[Your assignment]: Somewhere below is a line with "of temporary identities" and, later, a line with "#![warn(missing_docs)]"; repeat those two lines and all the lines between them, exactly as they are.

(Records from a data collection)
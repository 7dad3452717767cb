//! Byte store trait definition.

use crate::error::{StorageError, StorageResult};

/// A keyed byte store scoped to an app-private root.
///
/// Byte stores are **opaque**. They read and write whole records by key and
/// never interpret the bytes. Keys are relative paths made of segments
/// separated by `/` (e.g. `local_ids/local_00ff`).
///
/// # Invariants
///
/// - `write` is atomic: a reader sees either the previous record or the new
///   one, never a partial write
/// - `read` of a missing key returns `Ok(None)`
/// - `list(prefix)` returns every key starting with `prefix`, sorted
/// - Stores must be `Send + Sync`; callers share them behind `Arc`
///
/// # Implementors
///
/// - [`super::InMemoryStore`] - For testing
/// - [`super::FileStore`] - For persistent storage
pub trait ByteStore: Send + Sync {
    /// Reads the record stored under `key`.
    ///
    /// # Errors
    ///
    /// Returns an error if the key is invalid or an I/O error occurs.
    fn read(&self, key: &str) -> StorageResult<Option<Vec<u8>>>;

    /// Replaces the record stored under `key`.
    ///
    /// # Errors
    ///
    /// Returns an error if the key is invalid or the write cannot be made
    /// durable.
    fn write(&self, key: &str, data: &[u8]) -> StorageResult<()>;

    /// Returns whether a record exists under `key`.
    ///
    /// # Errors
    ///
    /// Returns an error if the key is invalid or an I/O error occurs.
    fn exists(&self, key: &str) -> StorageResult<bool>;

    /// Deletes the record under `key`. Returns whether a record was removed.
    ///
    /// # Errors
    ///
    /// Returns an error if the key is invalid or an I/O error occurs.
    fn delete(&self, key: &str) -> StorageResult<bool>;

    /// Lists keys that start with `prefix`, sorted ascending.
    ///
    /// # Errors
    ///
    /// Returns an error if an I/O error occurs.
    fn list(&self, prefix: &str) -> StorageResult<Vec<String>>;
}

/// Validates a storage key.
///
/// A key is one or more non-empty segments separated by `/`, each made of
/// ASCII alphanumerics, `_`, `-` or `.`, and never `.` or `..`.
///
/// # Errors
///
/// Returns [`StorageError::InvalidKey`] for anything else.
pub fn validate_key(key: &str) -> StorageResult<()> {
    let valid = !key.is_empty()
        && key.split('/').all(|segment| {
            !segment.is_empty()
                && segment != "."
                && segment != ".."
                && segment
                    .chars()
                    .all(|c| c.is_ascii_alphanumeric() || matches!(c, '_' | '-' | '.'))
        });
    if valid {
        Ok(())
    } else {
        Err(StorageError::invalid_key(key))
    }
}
...
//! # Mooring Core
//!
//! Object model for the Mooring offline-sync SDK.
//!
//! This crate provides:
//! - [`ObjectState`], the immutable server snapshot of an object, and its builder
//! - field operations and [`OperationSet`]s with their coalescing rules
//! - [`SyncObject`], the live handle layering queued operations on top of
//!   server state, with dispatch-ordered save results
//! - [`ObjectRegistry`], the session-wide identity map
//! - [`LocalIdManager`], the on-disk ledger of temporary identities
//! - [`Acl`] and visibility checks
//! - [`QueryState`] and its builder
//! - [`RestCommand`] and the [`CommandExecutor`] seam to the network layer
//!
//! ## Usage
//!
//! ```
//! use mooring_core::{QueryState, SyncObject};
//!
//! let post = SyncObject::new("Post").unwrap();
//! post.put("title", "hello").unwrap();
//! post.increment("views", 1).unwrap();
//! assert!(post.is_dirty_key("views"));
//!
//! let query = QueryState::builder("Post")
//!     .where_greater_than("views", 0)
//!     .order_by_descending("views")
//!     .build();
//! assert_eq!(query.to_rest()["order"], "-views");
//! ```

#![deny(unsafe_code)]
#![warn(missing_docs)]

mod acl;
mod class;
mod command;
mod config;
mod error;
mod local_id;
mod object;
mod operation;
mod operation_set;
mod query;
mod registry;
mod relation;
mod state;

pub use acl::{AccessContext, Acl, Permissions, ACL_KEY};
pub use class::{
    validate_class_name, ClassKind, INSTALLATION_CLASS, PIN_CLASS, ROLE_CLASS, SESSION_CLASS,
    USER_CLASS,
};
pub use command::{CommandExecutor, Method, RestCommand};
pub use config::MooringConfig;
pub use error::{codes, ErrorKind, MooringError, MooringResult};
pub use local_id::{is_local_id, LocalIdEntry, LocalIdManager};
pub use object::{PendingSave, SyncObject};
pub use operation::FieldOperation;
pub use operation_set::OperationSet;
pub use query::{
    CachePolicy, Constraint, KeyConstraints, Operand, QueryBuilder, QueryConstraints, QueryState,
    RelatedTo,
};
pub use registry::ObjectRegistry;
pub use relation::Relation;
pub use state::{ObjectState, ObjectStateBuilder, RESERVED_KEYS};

[Written solution]:
//! - [`LocalIdManager`], the on-disk ledger of temporary identities
//! - [`Acl`] and visibility checks
//! - [`QueryState`] and its builder
//! - [`RestCommand`] and the [`CommandExecutor`] seam to the network layer
//!
//! ## Usage
//!
//! ```
//! use mooring_core::{QueryState, SyncObject};
//!
//! let post = SyncObject::new("Post").unwrap();
//! post.put("title", "hello").unwrap();
//! post.increment("views", 1).unwrap();
//! assert!(post.is_dirty_key("views"));
//!
//! let query = QueryState::builder("Post")
//!     .where_greater_than("views", 0)
//!     .order_by_descending("views")
//!     .build();
//! assert_eq!(query.to_rest()["order"], "-views");
//! ```

#![deny(unsafe_code)]
#![warn(missing_docs)]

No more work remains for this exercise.